Writing a Gem with native extensions

29 August 2018

There are many reasons you might want to write a Gem using native extensions. Performance is perhaps the most obvious. CPU heavy tasks, such as number crunching, can be re-written in C, to be many times faster than the equivalent Ruby code. For the daring among us, you can use multiple threads, GPUs, etc.

Another is to re-use existing code. Whether that be legacy code that is critical to your business, or a third-party library that happens to do exactly what you need, a native extension can give you access to that functionality from Ruby.

Examples

Let’s make this more concrete with some examples of well-known gems that rely on native extensions:

Byebug - a debugger for Ruby, that uses Ruby’s TracePoint API for execution control and the Debug Inspector API for call stack navigation. Written as a C extension for speed.
nokigiri - an HTML and XML parser. Uses native libraries for speed and ensure standards compliance.
RMagick - bindings for the ImageMagick image manipulation library.
sqlite3 - bindings for the SQLite3 database engine.

My motivation

My motivation for learning about native extensions is improve the performance, and memory footprint, of a data structure I implemented using Ruby. This data structure is called a partially persistently tree.

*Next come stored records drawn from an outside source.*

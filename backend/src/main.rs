use tracing_subscriber::EnvFilter;

mod analytics;
mod api;
mod config;
mod db;
mod entities;
mod error;
mod services;

use analytics::PredictionPolicy;
use api::AppState;
use config::AppConfig;

#[tokio::main]
async fn main() {
    // Initialize tracing
    tracing_subscriber::fmt()
        .with_env_filter(EnvFilter::try_from_default_env().unwrap_or_else(|_| EnvFilter::new("info")))
        .init();

    let config = match AppConfig::from_env() {
        Ok(config) => config,
        Err(e) => {
            tracing::error!("Invalid configuration: {}", e);
            std::process::exit(1);
        }
    };

    // Connect to DB
    let db = match db::connect(&config.database_url).await {
        Ok(conn) => conn,
        Err(e) => {
            tracing::error!("Failed to connect to database: {}", e);
            std::process::exit(1);
        }
    };

    let app = api::router(AppState::new(db, PredictionPolicy::default()));

    tracing::info!("listening on {}", config.bind_addr);
    let listener = match tokio::net::TcpListener::bind(config.bind_addr).await {
        Ok(listener) => listener,
        Err(e) => {
            tracing::error!("Failed to bind {}: {}", config.bind_addr, e);
            std::process::exit(1);
        }
    };

    if let Err(e) = axum::serve(listener, app).await {
        tracing::error!("Server error: {}", e);
    }
}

A persistent data structure preserves the previous version of itself when modified, and partial persistence implies that only the latest version can be updated (as opposed to full persistence, where updates can be performed on any previous version). So what I’ve implemented is essentially a versioned tree.

To improve performance, and reduce memory usage, I have been reimplementing the core functionality in C++, exposing it to Ruby via a native extension. This code is currently incomplete, but the challenge has been interesting enough to warrant writing this post, and to do a talk at the Melbourne Ruby meetup.

Clipboard access

Persistent data structures are a vast subject, so to make this all more accessible, the remainder of this post steps through a more contained example. We’ll use a C library called libclipboard to access a user’s clipboard from Ruby code.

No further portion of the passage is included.